HNS Policy 

 

Added 5/1/2019

 

The AMA CPT (Current Procedural Terminology) 2019 edition describes 97124 as "Massage, including effleurage, petrissage, and/or tapotement (stroking, compression, percussion)".

 

Massage is classified as a Therapeutic Procedure which is a time-based service.  A Therapeutic Procedure is defined as "a manner of effecting change through the application of clinical skills and/or services that attempt to improve function".

 

Therapeutic procedures require direct one-on-one patient contact by a physician or therapist and can only be performed by the physician or an appropriately licensed therapist.

 

If it is appropriate to report massage (97124) together with a CMT (98940-98943), the code must be appended with the modifier -59 to indicate a "distinct procedural service".

 

Time Based

All time-based therapies (both therapeutic procedures and constant attendance) are billed in 15-minute increments.  If provided for less than 8 minutes, the service should not be billed to the payor.

 

It is important to recognize that 15 minutes must be spent in performing the pre-, intra-, and post-service work in order to report code 97124.  Common components included as part of Therapeutic Procedures include chart reviews for treatment, setup of activities and the equipment area, and review of previous documentation as needed.

 

Audit-Trigger Code

Payors highly scrutinize the use of massage, particularly if more than one unit of service is billed on the same date and/or if the services is billed for more than 3 visits.  Please remember, as a general rule, payors only cover massage when medically necessary.  Therefore, when prescribed for relaxation, stress relief, and other clinically appropriate, but not medically necessary reasons, the services should not be billed to the payor.

 

Medical Necessity

When performed and billed to a payor, modalities/therapies must be medically necessary, consistent with the patient's chief complaint/clinical findings, diagnoses, and treatment plan.

 

Documentation

When performed and billed to a payor, documentation for massage must include:

 

Diagnoses

Documentation should include specific diagnosis codes linked to the massage procedure.

 

Active Treatment Plan

Documentation must include an active treatment plan with clearly defined objective, measurable goals associated with the prescribed treatment.  Examples of goals might be increasing circulation, improving joint motion by degrees, or for relief of muscle spasms.

 

Rationale

Documentation must include the rationale for the massage and must clearly indicate the prescription of massage is consistent with the chief complaint/clinical findings, diagnosis, and treatment plan.

 

Expected Outcomes

Documentation should include expected outcomes, and the objective measures that will be used to evaluate the effectiveness of the treatment.

  

For ALL modalities and therapies, documentation must include: 

 

•   Type of modality

•   Rationale

•   Area of application (specific region treated)

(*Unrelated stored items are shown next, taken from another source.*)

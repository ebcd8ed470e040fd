//! # Market Mood Bot
//!
//! Fetches the Market Mood Index (MMI) from public web pages, pulls a score
//! and a sentiment label out of their free-form HTML, and posts a short
//! summary to a Telegram chat.
//!
//! ## Usage
//!
//! ```sh
//! TELEGRAM_BOT_TOKEN=123:abc TELEGRAM_CHAT_ID=-100 market_mood_bot
//! market_mood_bot --dry-run
//! ```
//!
//! ## Architecture
//!
//! The application is a short linear pipeline, run once per invocation:
//! 1. **Fetching**: Download each configured source page, one at a time
//! 2. **Extraction**: Recover score and label with ordered pattern cascades
//! 3. **Formatting**: Render all source results into one Markdown message
//! 4. **Delivery**: Post the message through the Telegram Bot API
//!
//! Scheduling is left to the caller (cron, CI schedule, systemd timer).
//!
//! ## Exit codes
//!
//! | Code | Meaning |
//! |------|---------|
//! | 0 | Message delivered (or printed with `--dry-run`) |
//! | 1 | Delivery failed, or the HTTP client could not be built |
//! | 2 | Configuration error, detected before any network call |

use clap::Parser;
use std::process::ExitCode;
use tracing::{debug, error, info};
use tracing_subscriber::{EnvFilter, fmt as tfmt};

mod cli;
mod config;
mod extract;
mod fetch;
mod models;
mod notify;
mod outputs;
mod pipeline;
mod utils;

#[cfg(test)]
mod test_support;

use cli::Cli;
use config::Config;

#[tokio::main]
async fn main() -> ExitCode {
    // --- Tracing init ---
    let filter = EnvFilter::try_from_default_env().unwrap_or_else(|_| EnvFilter::new("info"));
    tfmt()
        .with_env_filter(filter)
        .with_target(true)
        .with_file(false)
        .with_line_number(false)
        .with_timer(tracing_subscriber::fmt::time::UtcTime::rfc_3339())
        .init();

    let start_time = std::time::Instant::now();
    info!("Starting Market Mood Bot");

    let args = Cli::parse();
    debug!(config = ?args.config, dry_run = args.dry_run, "Parsed CLI arguments");

    // Credentials and settings are checked before any request goes out
    let config = match Config::load(&args) {
        Ok(config) => config,
        Err(e) => {
            error!(error = %e, "Configuration error");
            return ExitCode::from(2);
        }
    };
    info!(
        sources = config.sources.len(),
        timeout_secs = config.timeout.as_secs(),
        "Loaded configuration"
    );

    let client = match fetch::build_client() {
        Ok(client) => client,
        Err(e) => {
            error!(error = %e, "Failed to build HTTP client");
            return ExitCode::FAILURE;
        }
    };

    let outcome = pipeline::run(&config, &client).await;
    let elapsed = start_time.elapsed();

    match outcome {
        Ok(summary) => {
            match &summary.receipt {
                Some(receipt) => info!(
                    sources = summary.results.len(),
                    chars = summary.message.as_str().chars().count(),
                    secs = elapsed.as_secs(),
                    millis = elapsed.subsec_millis(),
                    message_id = ?receipt.message_id,
                    "✅ Message sent successfully!"
                ),
                None => info!(
                    secs = elapsed.as_secs(),
                    millis = elapsed.subsec_millis(),
                    "Dry run complete"
                ),
            }
            ExitCode::SUCCESS
        }
        Err(e) => {
            error!(
                secs = elapsed.as_secs(),
                millis = elapsed.subsec_millis(),
                error = %e,
                "❌ Failed to send message"
            );
            ExitCode::FAILURE
        }
    }
}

•   Setting and frequency (as applicable)

•   If time based code, actual time service performed

 

Reminders

All therapies/modalities must be accurately reported using the most appropriate CPT or HCPCS Code.

 

During the initial phase of care, no more than two therapies or modalities per visit are considered usual and customary.

 

There should be a reduction in the use of therapies as the patient's condition improves.